House Speaker John Boehner (R-OH) has been telling everyone that “we’re broke.” Well, we’re not.
“The U.S. government is not broke,” said Marc Chandler, global head of currency strategy for Brown Brothers Harriman & Co. in New York. “There’s no evidence that the market is treating the U.S. government like it’s broke.”
The U.S. today is able to borrow at historically low interest rates, paying 0.68 percent on a two-year note that it had to offer at 5.1 percent before the financial crisis began in 2007. Financial products that pay off if Uncle Sam defaults aren’t attracting unusual investor demand. And tax revenue as a percentage of the economy is at a 60-year low, meaning if the government needs to raise cash and can summon the political will, it could do so.
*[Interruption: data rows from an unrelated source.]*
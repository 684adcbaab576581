//! Key agreement: from long-term identities to a ratchet seed.
//!
//! Both peers combine two Diffie-Hellman terms:
//!
//! - identity term: `DH(identity_A, identity_B)`, used as the HKDF salt
//! - ephemeral term: `DH(ephemeral_A, identity_B)`, used as HKDF input
//!
//! The initiator knows `identity_A` and `ephemeral_A`; the responder computes
//! the same values from `identity_B` and the public halves. Only the holder of
//! a certified identity secret can reproduce the identity term, so a message
//! that authenticates under the derived chain came from the certified peer.

use zeroize::Zeroizing;

use crate::{
    KEY_SIZE,
    error::CryptoError,
    keys::{Keypair, PublicKey, SecretKey, SharedSecret},
    provider::CryptoProvider,
    ratchet::ChainKey,
};

/// HKDF info label for session key derivation
pub const RATCHET_SALT_LABEL: &[u8] = b"ratchet-salt";

/// Post-handshake shared secret.
///
/// Retained in the session but not used for messages after the initial
/// derivation.
pub struct RootKey(Zeroizing<[u8; KEY_SIZE]>);

impl RootKey {
    /// Raw root key bytes.
    pub fn as_bytes(&self) -> &[u8; KEY_SIZE] {
        &self.0
    }
}

/// Output of key agreement.
pub struct SessionKeys {
    /// Root key of the session direction
    pub root_key: RootKey,
    /// First chain key of the ratchet
    pub chain_key: ChainKey,
}

/// Derive session keys from the two DH terms.
pub fn derive_session_keys(
    provider: &impl CryptoProvider,
    identity_term: &SharedSecret,
    ephemeral_term: &SharedSecret,
) -> SessionKeys {
    let (root_key, chain_key) =
        provider.derive_keys(ephemeral_term.as_bytes(), identity_term.as_bytes(), RATCHET_SALT_LABEL);

    SessionKeys { root_key: RootKey(root_key), chain_key: ChainKey::from_bytes(chain_key) }
}

/// Sender side: derive keys for messages to `peer_identity`.
///
/// `ephemeral` is the per-peer keypair whose public half travels in every
/// header.
///
/// # Errors
///
/// - `CryptoError::WeakPublicKey` if the peer identity key is low-order
pub fn initiate(
    provider: &impl CryptoProvider,
    local_identity: &SecretKey,
    ephemeral: &Keypair,
    peer_identity: &PublicKey,
) -> Result<SessionKeys, CryptoError> {
    let identity_term = provider.diffie_hellman(local_identity, peer_identity)?;
    let ephemeral_term = provider.diffie_hellman(&ephemeral.secret, peer_identity)?;

    Ok(derive_session_keys(provider, &identity_term, &ephemeral_term))
}

/// Receiver side: derive keys for messages from `peer_identity`, which
/// advertised `peer_ephemeral` in its headers.
///
/// # Errors
///
/// - `CryptoError::WeakPublicKey` if either peer key is low-order
pub fn respond(
    provider: &impl CryptoProvider,
    local_identity: &SecretKey,
    peer_identity: &PublicKey,
    peer_ephemeral: &PublicKey,
) -> Result<SessionKeys, CryptoError> {
    let identity_term = provider.diffie_hellman(local_identity, peer_identity)?;
    let ephemeral_term = provider.diffie_hellman(local_identity, peer_ephemeral)?;

    Ok(derive_session_keys(provider, &identity_term, &ephemeral_term))
}
//! Configuration management for the CLI.
//!
//! This module handles loading configuration from `pygen.toml` files
//! and merging with command-line arguments.

use crate::error::{CliResult, ConfigError};
use pygen_ir::{emit, EmitConfig, IndentStyle};
use serde::Deserialize;
use std::path::{Path, PathBuf};

/// Default configuration filename.
pub const CONFIG_FILENAME: &str = "pygen.toml";

/// Main configuration structure.
#[derive(Debug, Default, Clone, Deserialize)]
#[serde(default)]
pub struct Config {
    /// Output configuration.
    pub output: OutputConfig,

    /// Rendering options.
    pub render: RenderConfig,

    /// Consistency check options.
    pub check: CheckConfig,
}

/// Output configuration.
#[derive(Debug, Clone, Deserialize)]
#[serde(default)]
pub struct OutputConfig {
    /// Output directory for rendered files.
    pub dir: PathBuf,

    /// Whether `fmt` writes indented JSON.
    pub pretty: bool,
}

/// Rendering configuration.
#[derive(Debug, Clone, Deserialize)]
#[serde(default)]
pub struct RenderConfig {
    /// Emitter id (`stub` or `markdown`).
    pub format: String,

    /// Whether to render documentation strings.
    pub include_docs: bool,

    /// Indentation (`spaces2`, `spaces4`, `tabs`).
    pub indent: String,
}

/// Consistency check configuration.
#[derive(Debug, Clone, Default, Deserialize)]
#[serde(default)]
pub struct CheckConfig {
    /// Treat consistency findings as failures.
    pub deny_warnings: bool,
}

impl Default for OutputConfig {
    fn default() -> Self {
        Self {
            dir: PathBuf::from("./generated"),
            pretty: true,
        }
    }
}

impl Default for RenderConfig {
    fn default() -> Self {
        Self {
            format: "stub".to_string(),
            include_docs: true,
            indent: "spaces4".to_string(),
        }
    }
}

impl Config {
    /// Check values that TOML alone cannot validate.
    pub fn validate(&self) -> CliResult<()> {
        if emit::emitter_for(&self.render.format).is_none() {
            return Err(ConfigError::invalid_value(
                "render.format",
                format!(
                    "unknown emitter '{}' (expected one of: {})",
                    self.render.format,
                    emit::EMITTER_IDS.join(", ")
                ),
            )
            .into());
        }
        if IndentStyle::from_name(&self.render.indent).is_none() {
            return Err(ConfigError::invalid_value(
                "render.indent",
                format!(
                    "unknown indent '{}' (expected spaces2, spaces4 or tabs)",
                    self.render.indent
                ),
            )
            .into());
        }
        Ok(())
    }

    /// Emitter options derived from the render section.
    pub fn emit_config(&self) -> CliResult<EmitConfig> {
        let indent = IndentStyle::from_name(&self.render.indent).ok_or_else(|| {
            ConfigError::invalid_value(
                "render.indent",
                format!("unknown indent '{}'", self.render.indent),
            )
        })?;
        Ok(EmitConfig::new()
            .with_include_docs(self.render.include_docs)
            .with_indent(indent))
    }
}

/// Configuration manager for loading and merging configs.
pub struct ConfigManager;

impl ConfigManager {
    /// Load configuration from a file path.
    ///
    /// An explicitly given path must exist. Without a path the default
    /// location is tried, falling back to defaults when it is absent.
    pub fn load(path: Option<&Path>) -> CliResult<Config> {
        let config_path = match path {
            Some(path) if !path.exists() => {
                return Err(ConfigError::not_found(path.to_path_buf()).into());
            }
            Some(path) => path.to_path_buf(),
            None => PathBuf::from(CONFIG_FILENAME),
        };

        if !config_path.exists() {
            tracing::debug!("no configuration file, using defaults");
            return Ok(Config::default());
        }

        let content = std::fs::read_to_string(&config_path).map_err(|e| ConfigError::Io {
            path: config_path.clone(),
            source: e,
        })?;

        let config: Config = toml::from_str(&content)
            .map_err(|e| ConfigError::invalid_toml(config_path.clone(), e.to_string()))?;
        config.validate()?;

        tracing::debug!(path = %config_path.display(), "loaded configuration");
        Ok(config)
    }

    /// Merge CLI arguments into configuration.
    ///
    /// CLI arguments take precedence over config file values.
    pub fn merge_cli_args(mut config: Config, args: &CliArgs) -> Config {
        if let Some(ref output) = args.output {
            config.output.dir = output.clone();
        }

        if let Some(pretty) = args.pretty {
            config.output.pretty = pretty;
        }

        if let Some(ref format) = args.format {
            config.render.format = format.clone();
        }

        if let Some(include_docs) = args.include_docs {
            config.render.include_docs = include_docs;
        }

        if let Some(deny_warnings) = args.deny_warnings {
            config.check.deny_warnings = deny_warnings;
        }

        config
    }

    /// Generate default configuration file content with comments.
    pub fn default_config_content() -> &'static str {
        r#"# pygen configuration file

[output]
# Output directory for rendered files
dir = "./generated"

# Whether `pygen fmt` writes indented JSON
pretty = true

[render]
# Emitter used by `pygen render` (stub, markdown)
format = "stub"

# Whether to render documentation strings
include_docs = true

# Indentation of generated code (spaces2, spaces4, tabs)
indent = "spaces4"

[check]
# Fail `pygen check` when consistency issues are found
deny_warnings = false
"#
    }
}

/// CLI arguments that can override configuration.
#[derive(Debug, Default)]
pub struct CliArgs {
    /// Output directory override.
    pub output: Option<PathBuf>,

    /// Pretty JSON override.
    pub pretty: Option<bool>,

    /// Emitter override.
    pub format: Option<String>,

    /// Include docs override.
    pub include_docs: Option<bool>,

    /// Deny warnings override.
    pub deny_warnings: Option<bool>,
}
That doesn’t mean we still don’t have financial problems that the Republicans and the people who voted for massive tax cuts and two unpaid wars got us into, but we’re not destitute. It is — surprise — just a political play that Mr. Boehner is using to justify cutting funding from programs he doesn’t like.
Chances are that Mr. Boehner knew all of that before he made his statement, but hey, so be it. And it’s probably why he and the GOP haven’t done anything about fixing the economy and creating jobs since they’ve been in charge but instead spent their time reading aloud and demonizing Planned Parenthood.